Data excerpts

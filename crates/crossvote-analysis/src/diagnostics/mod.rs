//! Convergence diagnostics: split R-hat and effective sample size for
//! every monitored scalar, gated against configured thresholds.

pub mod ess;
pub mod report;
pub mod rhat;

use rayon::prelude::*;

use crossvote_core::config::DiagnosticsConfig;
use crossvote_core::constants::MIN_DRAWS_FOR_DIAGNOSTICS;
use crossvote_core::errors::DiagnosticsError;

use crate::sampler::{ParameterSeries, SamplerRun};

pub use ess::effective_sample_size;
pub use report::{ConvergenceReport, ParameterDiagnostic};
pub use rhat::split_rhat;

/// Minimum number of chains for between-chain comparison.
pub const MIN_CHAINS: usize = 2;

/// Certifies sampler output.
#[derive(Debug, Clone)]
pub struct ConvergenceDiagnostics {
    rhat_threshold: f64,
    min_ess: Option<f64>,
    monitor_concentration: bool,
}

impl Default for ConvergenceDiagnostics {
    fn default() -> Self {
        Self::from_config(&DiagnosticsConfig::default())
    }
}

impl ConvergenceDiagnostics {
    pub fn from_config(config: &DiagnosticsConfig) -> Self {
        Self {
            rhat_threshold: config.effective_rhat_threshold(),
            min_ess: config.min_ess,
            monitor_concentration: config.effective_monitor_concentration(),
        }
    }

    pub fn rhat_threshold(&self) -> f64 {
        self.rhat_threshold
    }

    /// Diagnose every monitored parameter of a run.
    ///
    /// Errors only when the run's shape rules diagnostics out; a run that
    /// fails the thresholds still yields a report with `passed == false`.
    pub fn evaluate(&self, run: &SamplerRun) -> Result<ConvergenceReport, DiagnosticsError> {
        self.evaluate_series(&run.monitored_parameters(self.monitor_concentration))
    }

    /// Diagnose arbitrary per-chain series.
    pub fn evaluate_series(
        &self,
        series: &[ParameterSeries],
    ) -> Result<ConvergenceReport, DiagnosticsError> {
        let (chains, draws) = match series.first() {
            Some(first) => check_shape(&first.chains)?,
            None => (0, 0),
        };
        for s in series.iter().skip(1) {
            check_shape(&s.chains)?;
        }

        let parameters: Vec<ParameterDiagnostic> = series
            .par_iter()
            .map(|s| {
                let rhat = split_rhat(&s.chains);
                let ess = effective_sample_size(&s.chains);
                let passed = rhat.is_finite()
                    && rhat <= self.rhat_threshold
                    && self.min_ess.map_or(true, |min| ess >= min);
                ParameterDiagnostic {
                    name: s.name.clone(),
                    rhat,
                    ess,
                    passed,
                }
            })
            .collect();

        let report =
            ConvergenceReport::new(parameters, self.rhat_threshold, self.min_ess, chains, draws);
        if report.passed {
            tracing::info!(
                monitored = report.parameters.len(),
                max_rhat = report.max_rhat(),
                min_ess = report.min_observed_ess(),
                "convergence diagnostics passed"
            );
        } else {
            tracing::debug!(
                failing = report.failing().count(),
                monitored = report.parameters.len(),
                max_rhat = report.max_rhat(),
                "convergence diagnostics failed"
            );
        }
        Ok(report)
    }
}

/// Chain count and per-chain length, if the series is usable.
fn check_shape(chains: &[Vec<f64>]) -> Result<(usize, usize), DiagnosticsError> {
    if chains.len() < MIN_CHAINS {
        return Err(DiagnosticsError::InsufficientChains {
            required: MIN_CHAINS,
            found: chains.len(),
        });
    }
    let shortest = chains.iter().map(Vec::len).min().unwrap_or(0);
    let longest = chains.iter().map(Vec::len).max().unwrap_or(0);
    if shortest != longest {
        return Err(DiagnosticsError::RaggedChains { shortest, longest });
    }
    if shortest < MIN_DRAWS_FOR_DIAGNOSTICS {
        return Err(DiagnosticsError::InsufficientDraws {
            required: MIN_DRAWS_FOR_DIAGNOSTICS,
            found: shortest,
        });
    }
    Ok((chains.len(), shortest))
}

* _Task prompt_
Retype only the stretch of lines above starting at the one with "pub fn rhat_threshold(&self)" and stopping at the one with "out; a run that", exactly as written, with both kept.

* _Problem solution_
    pub fn rhat_threshold(&self) -> f64 {
        self.rhat_threshold
    }

    /// Diagnose every monitored parameter of a run.
    ///
    /// Errors only when the run's shape rules diagnostics out; a run that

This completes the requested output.